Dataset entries
______________________________

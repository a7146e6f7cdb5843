//! Configuration for the askdb engine.
//!
//! Loads from:
//! 1. config.yaml - operational settings (database, model, limits, logging)
//! 2. .env file - secrets (API keys)
//!
//! Environment variables always override config.yaml values. Per-session
//! parameters (temperature, token ceiling, row limits, timeouts) are fixed
//! at session start and never change mid-session.

use serde::{Deserialize, Serialize};
use std::path::Path;
use thiserror::Error;

pub use askdb_guard::GuardConfig;

#[derive(Debug, Error)]
pub enum ConfigError {
    #[error("Failed to read config file: {0}")]
    Io(#[from] std::io::Error),

    #[error("Failed to parse YAML: {0}")]
    Yaml(#[from] serde_yaml::Error),

    #[error("Missing required environment variable: {0}")]
    MissingEnvVar(String),
}

/// Model call configuration. Query synthesis is latency-sensitive, so it
/// carries its own temperature and token ceiling, distinct from any other
/// generation task an embedding application might run.
#[derive(Debug, Clone, Serialize, Deserialize)]
pub struct ModelConfig {
    pub model: String,
    pub temperature: f32,
    pub max_tokens: u32,
    pub timeout_ms: u64,
    /// Prior turns included in the prompt context.
    pub history_turns: usize,
}

impl Default for ModelConfig {
    fn default() -> Self {
        Self {
            model: "gpt-4o-mini".to_string(),
            temperature: 0.1,
            max_tokens: 1000,
            timeout_ms: 30_000,
            history_turns: 5,
        }
    }
}

/// Execution configuration for the DuckDB gateway.
#[derive(Debug, Clone, Serialize, Deserialize)]
pub struct ExecutionConfig {
    pub database_path: String,

    /// LIMIT ceiling injected/clamped by the validator.
    pub row_limit_ceiling: u64,

    /// Wall-clock budget per query.
    pub timeout_ms: u64,

    /// Hard cap on fetched rows, independent of the injected LIMIT.
    pub max_fetch_rows: usize,
}

impl Default for ExecutionConfig {
    fn default() -> Self {
        Self {
            database_path: "data/askdb.duckdb".to_string(),
            row_limit_ceiling: 500,
            timeout_ms: 30_000,
            max_fetch_rows: 10_000,
        }
    }
}

/// Logging configuration.
#[derive(Debug, Clone, Serialize, Deserialize)]
pub struct LoggingConfig {
    /// Log level (trace, debug, info, warn, error) or module-specific.
    pub level: String,

    /// Output format: pretty, json, compact.
    pub format: String,

    /// Output destination: stdout, file, both.
    pub output: String,

    /// Directory for log files.
    pub directory: String,
}

impl Default for LoggingConfig {
    fn default() -> Self {
        Self {
            level: "info".to_string(),
            format: "pretty".to_string(),
            output: "stdout".to_string(),
            directory: "./logs".to_string(),
        }
    }
}

/// Main engine configuration.
#[derive(Debug, Clone, Serialize, Deserialize, Default)]
pub struct Config {
    #[serde(default)]
    pub model: ModelConfig,

    #[serde(default)]
    pub guard: GuardConfig,

    #[serde(default)]
    pub execution: ExecutionConfig,

    #[serde(default)]
    pub logging: LoggingConfig,
}

impl Config {
    /// Load configuration from a YAML file, then apply environment
    /// overrides. A missing file yields defaults plus overrides.
    pub fn load<P: AsRef<Path>>(path: P) -> Result<Self, ConfigError> {
        let mut config = if path.as_ref().exists() {
            let contents = std::fs::read_to_string(path)?;
            serde_yaml::from_str(&contents)?
        } else {
            Config::default()
        };
        config.apply_env_overrides();
        Ok(config)
    }

    /// Environment variables override file values.
    pub fn apply_env_overrides(&mut self) {
        if let Ok(path) = std::env::var("ASKDB_DATABASE_PATH") {
            self.execution.database_path = path;
        }
        if let Ok(model) = std::env::var("ASKDB_MODEL") {
            self.model.model = model;
        }
        if let Ok(ceiling) = std::env::var("ASKDB_ROW_LIMIT") {
            if let Ok(value) = ceiling.parse() {
                self.execution.row_limit_ceiling = value;
            }
        }
        if let Ok(level) = std::env::var("ASKDB_LOG_LEVEL") {
            self.logging.level = level;
        }
    }

    /// OpenAI API key from the environment or a `.env` file. Never stored in
    /// the config file.
    pub fn openai_api_key() -> Result<String, ConfigError> {
        dotenvy::dotenv().ok();
        std::env::var("OPENAI_API_KEY")
            .map_err(|_| ConfigError::MissingEnvVar("OPENAI_API_KEY".to_string()))
    }
}

#[cfg(test)]
mod tests {
    use super::*;

    #[test]
    fn defaults_are_sane() {
        let config = Config::default();
        assert_eq!(config.execution.row_limit_ceiling, 500);
        assert!(config.model.temperature < 0.5);
        assert!(config.guard.block_threshold > config.guard.flag_threshold);
    }

    #[test]
    fn partial_yaml_fills_defaults() {
        let yaml = "execution:\n  database_path: /tmp/x.duckdb\n  row_limit_ceiling: 100\n  timeout_ms: 1000\n  max_fetch_rows: 50\n";
        let config: Config = serde_yaml::from_str(yaml).unwrap();
        assert_eq!(config.execution.row_limit_ceiling, 100);
        assert_eq!(config.model.history_turns, ModelConfig::default().history_turns);
    }

    #[test]
    fn missing_file_yields_defaults() {
        let config = Config::load("/definitely/not/here.yaml").unwrap();
        assert_eq!(config.logging.level, "info");
    }
}
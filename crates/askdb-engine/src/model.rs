//! Language model abstraction.
//!
//! The synthesizer only needs "prompt in, text out", so the provider is a
//! trait. Production uses [`OpenAiProvider`]; tests plug in a scripted mock.

use std::time::Duration;

use async_openai::{
    config::OpenAIConfig,
    types::{
        ChatCompletionRequestMessage, ChatCompletionRequestUserMessageArgs,
        CreateChatCompletionRequestArgs,
    },
    Client,
};
use async_trait::async_trait;
use thiserror::Error;

#[derive(Debug, Error)]
pub enum ModelError {
    #[error("model unavailable: {0}")]
    Unavailable(String),

    #[error("model call timed out after {0:?}")]
    Timeout(Duration),

    #[error("model returned an empty completion")]
    Empty,
}

/// Text completion backend. Implementations must be cheap to share across
/// sessions behind an `Arc`.
#[async_trait]
pub trait ModelProvider: Send + Sync {
    async fn generate(
        &self,
        prompt: &str,
        max_tokens: u32,
        temperature: f32,
    ) -> Result<String, ModelError>;
}

/// OpenAI chat-completions backend.
pub struct OpenAiProvider {
    client: Client<OpenAIConfig>,
    model: String,
    timeout: Duration,
}

impl OpenAiProvider {
    pub fn new(api_key: &str, model: &str, timeout: Duration) -> Self {
        let config = OpenAIConfig::new().with_api_key(api_key);
        Self {
            client: Client::with_config(config),
            model: model.to_string(),
            timeout,
        }
    }
}

#[async_trait]
impl ModelProvider for OpenAiProvider {
    async fn generate(
        &self,
        prompt: &str,
        max_tokens: u32,
        temperature: f32,
    ) -> Result<String, ModelError> {
        let message = ChatCompletionRequestMessage::User(
            ChatCompletionRequestUserMessageArgs::default()
                .content(prompt)
                .build()
                .map_err(|e| ModelError::Unavailable(e.to_string()))?,
        );
        let request = CreateChatCompletionRequestArgs::default()
            .model(&self.model)
            .messages(vec![message])
            .max_tokens(max_tokens)
            .temperature(temperature)
            .build()
            .map_err(|e| ModelError::Unavailable(e.to_string()))?;

        let chat = self.client.chat();
        let call = chat.create(request);
        let response = tokio::time::timeout(self.timeout, call)
            .await
            .map_err(|_| ModelError::Timeout(self.timeout))?
            .map_err(|e| ModelError::Unavailable(e.to_string()))?;

        let text = response
            .choices
            .first()
            .and_then(|choice| choice.message.content.clone())
            .unwrap_or_default();

        if text.trim().is_empty() {
            return Err(ModelError::Empty);
        }
        Ok(text)
    }
}
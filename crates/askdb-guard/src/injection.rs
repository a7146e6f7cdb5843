//! Prompt-injection heuristics and SQL pattern pre-screen.

use once_cell::sync::Lazy;
use regex::Regex;

/// Instruction-override phrases with weights. High-weight entries are the
/// classic override openers; lower weights cover persona and mode switching.
static OVERRIDE_PHRASES: Lazy<Vec<(Regex, u32)>> = Lazy::new(|| {
    let table: &[(&str, u32)] = &[
        // Qualifiers stack ("all previous instructions"), so each one is
        // one-or-more words, not exactly one.
        (r"ignore\s+(?:(?:previous|above|all|prior|earlier)\s+)+(?:instructions?|prompts?|rules?)", 8),
        (r"forget\s+(?:(?:everything|all|previous|prior)\s*)+", 8),
        (r"disregard\s+(?:(?:previous|above|all|prior|your)\s*)+", 8),
        (r"override\s+(?:system|safety)", 8),
        (r"bypass\s+(?:safety|guardrails?|filters?)", 8),
        (r"jailbreak", 8),
        (r"you\s+are\s+now\s+(?:a\s+)?(?:different|new)", 6),
        (r"system\s*:\s*", 6),
        (r"(?:admin|developer|debug)\s+(?:mode|access)", 6),
        (r"pretend\s+to\s+be", 4),
        (r"act\s+as\s+if", 4),
        (r"roleplay\s+as", 4),
        (r"new\s+instructions?", 4),
    ];
    table
        .iter()
        .map(|(pattern, weight)| {
            (
                Regex::new(&format!("(?i){pattern}")).expect("override phrase pattern"),
                *weight,
            )
        })
        .collect()
});

/// Known jailbreak template fragments. Matching any of these is treated the
/// same as a high-weight override phrase.
static JAILBREAK_DENYLIST: Lazy<Vec<Regex>> = Lazy::new(|| {
    [
        r"(?i)\bDAN\b.{0,40}do\s+anything\s+now",
        r"(?i)developer\s+message\s+begins",
        r"(?i)your\s+true\s+self\s+has\s+no\s+restrictions",
        r"(?i)hypothetically.{0,40}no\s+rules",
        r"(?i)<\|[a-z_]+\|>",
    ]
    .iter()
    .map(|pattern| Regex::new(pattern).expect("jailbreak pattern"))
    .collect()
});

static TEMPLATE_TOKENS: Lazy<Regex> =
    Lazy::new(|| Regex::new(r"[{}\[\]<>|]").expect("template token pattern"));

#[derive(Debug, Clone, Copy, Default)]
pub struct InjectionScore {
    pub phrase_hits: u32,
    pub denylist_hits: u32,
    pub density: u32,
    pub total: u32,
}

impl InjectionScore {
    pub fn describe(&self) -> String {
        format!(
            "injection score {} (phrases {}, denylist {}, density {})",
            self.total, self.phrase_hits, self.denylist_hits, self.density
        )
    }
}

/// Heuristic score combining override-phrase weight, denylist similarity and
/// structural density of template-like tokens.
pub fn score(text: &str) -> InjectionScore {
    let mut score = InjectionScore::default();

    for (pattern, weight) in OVERRIDE_PHRASES.iter() {
        if pattern.is_match(text) {
            score.phrase_hits += weight;
        }
    }

    for pattern in JAILBREAK_DENYLIST.iter() {
        if pattern.is_match(text) {
            score.denylist_hits += 8;
        }
    }

    // Anomalous structural density: prompts full of braces, brackets and
    // role markers look like template smuggling, not questions about data.
    if !text.is_empty() {
        let tokens = TEMPLATE_TOKENS.find_iter(text).count();
        let per_hundred = tokens * 100 / text.len().max(100);
        score.density = match per_hundred {
            0..=2 => 0,
            3..=6 => 2,
            _ => 4,
        };
    }

    score.total = score.phrase_hits + score.denylist_hits + score.density;
    score
}

static SQL_BLOCK_PATTERNS: Lazy<Vec<(Regex, &'static str)>> = Lazy::new(|| {
    let table: &[(&str, &str)] = &[
        (r"\|\|", "string concatenation marker"),
        (r"(?i)\bconcat\s*\(", "string concatenation call"),
        (r"(?i)\bcha?r\s*\(", "character construction call"),
        (r";[^;]*\S", "multiple semicolon-delimited statements"),
        (r"--", "line comment terminator"),
        (r"/\*", "block comment opener"),
        (r"(?i);\s*(?:drop|delete|insert|update|alter|create|truncate)\b", "stacked mutating statement"),
        (r"(?i)\bunion\s+(?:all\s+)?select\b", "union-based injection shape"),
        (r"(?i)\b(?:xp_cmdshell|sp_executesql)\b", "procedural escape"),
        (r"0x[0-9a-fA-F]{8,}", "hex-encoded payload"),
    ];
    table
        .iter()
        .map(|(pattern, what)| (Regex::new(pattern).expect("sql pattern"), *what))
        .collect()
});

/// Adversarial shapes in raw candidate SQL. Returns a description per hit;
/// the caller turns each into a blocking finding.
pub fn sql_patterns(candidate: &str) -> Vec<String> {
    let mut hits = Vec::new();
    for (pattern, what) in SQL_BLOCK_PATTERNS.iter() {
        if let Some(m) = pattern.find(candidate) {
            hits.push(format!("{what} at byte {}", m.start()));
        }
    }
    hits
}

______________________________

• **Problem requirements**
For each line of the entries that includes "ModelConfig", show that line.

• **Answer area**
pub struct ModelConfig {
impl Default for ModelConfig {
    pub model: ModelConfig,
        assert_eq!(config.model.history_turns, ModelConfig::default().history_turns);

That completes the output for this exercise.